Breakthrough in Nuclear Physics: First Precise Measurements of Tellurium-104 Decay

2026-06-09

An international team of scientists has directly observed, for the first time, the exceptionally rapid alpha decay of tellurium-104 (¹⁰⁴Te) and carried out key measurements of its lifetime and decay energy. The results were published in the prestigious journal "Nature". The team, coordinated by Prof. Robert Grzywacz, included researchers from the University of Tennessee, Oak Ridge National Laboratory (ORNL), RIKEN, the University of Tokyo, the Faculty of Physics at the University of Warsaw, the National Centre for Nuclear Research, Universität zu Köln (Germany), Universidad Complutense de Madrid (Spain), Lawrence Livermore National Laboratory, and the Japan Atomic Energy Agency. Researchers from our Faculty involved in the project included Dr. hab. Agnieszka Korgul, University Professor, Dr. hab. Chiara Mazzocchi, University Professor, and Aleksandra Skruch, MSc.

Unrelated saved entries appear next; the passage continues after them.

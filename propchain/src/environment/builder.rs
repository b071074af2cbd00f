//! Builder for layered environments.
//!
//! Sources end up in the chain in this order, highest precedence first:
//!
//! 1. programmatic overrides ([`with_override`](EnvironmentBuilder::with_override))
//! 2. command-line arguments ([`with_args`](EnvironmentBuilder::with_args))
//! 3. explicit sources, in the order they were added
//! 4. the system environment, unless skipped or suppressed through
//!    [`IGNORE_GETENV_KEY`]
//! 5. files; a later file wins over an earlier one
//! 6. defaults ([`with_default`](EnvironmentBuilder::with_default))

use std::path::PathBuf;
use std::sync::Arc;

use crate::convert::converters;
use crate::environment::{Environment, IGNORE_GETENV_KEY};
use crate::error::Result;
use crate::placeholder::PlaceholderExpander;
use crate::source::{file, CommandLineSource, MapSource, SharedSource, SystemEnvironmentSource};
use crate::value::Value;

/// Name of the source holding programmatic overrides.
pub const OVERRIDES_SOURCE_NAME: &str = "overrides";

/// Name of the source holding defaults.
pub const DEFAULTS_SOURCE_NAME: &str = "defaults";

/// Builder for an [`Environment`].
///
/// # Examples
///
/// ```
/// use propchain::Environment;
///
/// let env = Environment::builder()
///     .without_system_environment()
///     .with_default("server.port", "8080")
///     .with_args(["--server.port=9090", "input.txt"])
///     .build()
///     .unwrap();
///
/// assert_eq!(env.get_as::<u16>("server.port").unwrap(), Some(9090));
/// assert_eq!(env.get("nonOptionArgs").unwrap().as_deref(), Some("input.txt"));
/// ```
#[derive(Debug)]
pub struct EnvironmentBuilder {
    overrides: MapSource,
    args: Option<Vec<String>>,
    sources: Vec<SharedSource>,
    system_env: SystemEnv,
    files: Vec<PathBuf>,
    defaults: MapSource,
    expander: Option<PlaceholderExpander>,
    ignore_unresolvable: bool,
    active_profiles: Option<Vec<String>>,
    default_profiles: Option<Vec<String>>,
}

impl Default for EnvironmentBuilder {
    fn default() -> Self {
        Self::new()
    }
}

#[derive(Debug)]
enum SystemEnv {
    Process,
    Explicit(SystemEnvironmentSource),
    Skipped,
}

impl EnvironmentBuilder {
    /// Creates a builder that includes the process environment and nothing
    /// else.
    #[must_use]
    pub fn new() -> Self {
        Self {
            overrides: MapSource::new(OVERRIDES_SOURCE_NAME),
            args: None,
            sources: Vec::new(),
            system_env: SystemEnv::Process,
            files: Vec::new(),
            defaults: MapSource::new(DEFAULTS_SOURCE_NAME),
            expander: None,
            ignore_unresolvable: false,
            active_profiles: None,
            default_profiles: None,
        }
    }

    /// Sets a value that beats every other source.
    #[must_use]
    pub fn with_override(mut self, key: impl Into<String>, value: impl Into<Value>) -> Self {
        self.overrides.insert(key, value);
        self
    }

    /// Sets a value that every other source beats.
    #[must_use]
    pub fn with_default(mut self, key: impl Into<String>, value: impl Into<Value>) -> Self {
        self.defaults.insert(key, value);
        self
    }

    /// Adds command-line arguments, without the program name.
    #[must_use]
    pub fn with_args<I, S>(mut self, args: I) -> Self
    where
        I: IntoIterator<Item = S>,
        S: Into<String>,
    {
        self.args
            .get_or_insert_with(Vec::new)
            .extend(args.into_iter().map(Into::into));
        self
    }

    /// Adds a source below the command line and above the system
    /// environment.
    #[must_use]
    pub fn with_source(mut self, source: SharedSource) -> Self {
        self.sources.push(source);
        self
    }

    /// Adds a YAML, JSON or `.env` file. Files are read by
    /// [`build`](Self::build).
    #[must_use]
    pub fn with_file(mut self, path: impl Into<PathBuf>) -> Self {
        self.files.push(path.into());
        self
    }

    /// Leaves the system environment out of the chain.
    #[must_use]
    pub fn without_system_environment(mut self) -> Self {
        self.system_env = SystemEnv::Skipped;
        self
    }

    /// Uses `source` in place of the process environment.
    #[must_use]
    pub fn with_system_environment(mut self, source: SystemEnvironmentSource) -> Self {
        self.system_env = SystemEnv::Explicit(source);
        self
    }

    /// Uses a custom placeholder syntax.
    #[must_use]
    pub fn with_expander(mut self, expander: PlaceholderExpander) -> Self {
        self.expander = Some(expander);
        self
    }

    /// Leaves unresolvable placeholders in values instead of failing.
    #[must_use]
    pub fn ignore_unresolvable_nested_placeholders(mut self, ignore: bool) -> Self {
        self.ignore_unresolvable = ignore;
        self
    }

    /// Sets the active profiles.
    #[must_use]
    pub fn with_active_profiles<I, S>(mut self, labels: I) -> Self
    where
        I: IntoIterator<Item = S>,
        S: Into<String>,
    {
        self.active_profiles = Some(labels.into_iter().map(Into::into).collect());
        self
    }

    /// Sets the default profiles.
    #[must_use]
    pub fn with_default_profiles<I, S>(mut self, labels: I) -> Self
    where
        I: IntoIterator<Item = S>,
        S: Into<String>,
    {
        self.default_profiles = Some(labels.into_iter().map(Into::into).collect());
        self
    }

    /// Loads files, parses arguments and assembles the environment.
    ///
    /// # Errors
    ///
    /// Returns an error if a file cannot be loaded, the arguments are
    /// malformed, or a profile label is invalid.
    pub fn build(self) -> Result<Environment> {
        let mut chain: Vec<SharedSource> = Vec::new();

        if !self.overrides.is_empty() {
            chain.push(Arc::new(self.overrides));
        }
        if let Some(args) = self.args {
            chain.push(Arc::new(CommandLineSource::parse(args)?));
        }
        chain.extend(self.sources);

        let system_env = match self.system_env {
            _ if suppresses_getenv(&chain) => {
                log::debug!("'{IGNORE_GETENV_KEY}' is set; skipping system environment");
                None
            }
            SystemEnv::Process => Some(SystemEnvironmentSource::from_process()),
            SystemEnv::Explicit(source) => Some(source),
            SystemEnv::Skipped => None,
        };
        if let Some(source) = system_env {
            chain.push(Arc::new(source));
        }

        for path in self.files.iter().rev() {
            let source = file::load_file(path)?;
            log::debug!("loaded {} properties from {}", source.len(), path.display());
            chain.push(Arc::new(source));
        }

        if !self.defaults.is_empty() {
            chain.push(Arc::new(self.defaults));
        }

        let mut env = Environment::new();
        if let Some(expander) = self.expander {
            env = env.with_expander(expander);
        }
        for source in chain {
            env.sources().add_last(source);
        }
        env.set_ignore_unresolvable_nested_placeholders(self.ignore_unresolvable);

        if let Some(labels) = self.active_profiles {
            env.set_active_profiles(labels)?;
        }
        if let Some(labels) = self.default_profiles {
            env.set_default_profiles(labels)?;
        }

        log::debug!("environment built with sources {:?}", env.sources().names());
        Ok(env)
    }
}

/// Whether a source above the system environment sets
/// [`IGNORE_GETENV_KEY`] to a truthy value.
fn suppresses_getenv(sources: &[SharedSource]) -> bool {
    sources
        .iter()
        .find_map(|source| source.get_property(IGNORE_GETENV_KEY))
        .is_some_and(|value| matches!(converters::to_bool(&value), Ok(Value::Bool(true))))
}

Alpha decay is among the best-known forms of radioactivity. Yet for more than a century, physicists have sought to answer a fundamental question: how does an alpha particle — a system composed of two protons and two neutrons — form inside an atomic nucleus before it is emitted? Studies of the isotope ¹⁰⁴Te have provided new insight into this process.

The experiment was carried out at the Radioactive Isotope Beam Factory (RIBF) at the RIKEN research institute in Japan. Using four coupled cyclotrons, a beam of xenon-124 was accelerated and directed onto a beryllium target. This collision enabled scientists to produce extremely rare xenon-108 (¹⁰⁸Xe) nuclei, whose decay leads to the formation of ¹⁰⁴Te. Due to the very short lifetime of the tellurium isotope under study — on the order of just a few nanoseconds — the measurement posed a major experimental challenge. Thanks to advanced detection methods, it was possible for the first time to directly measure both the energy and the lifetime of the alpha decay of ¹⁰⁴Te.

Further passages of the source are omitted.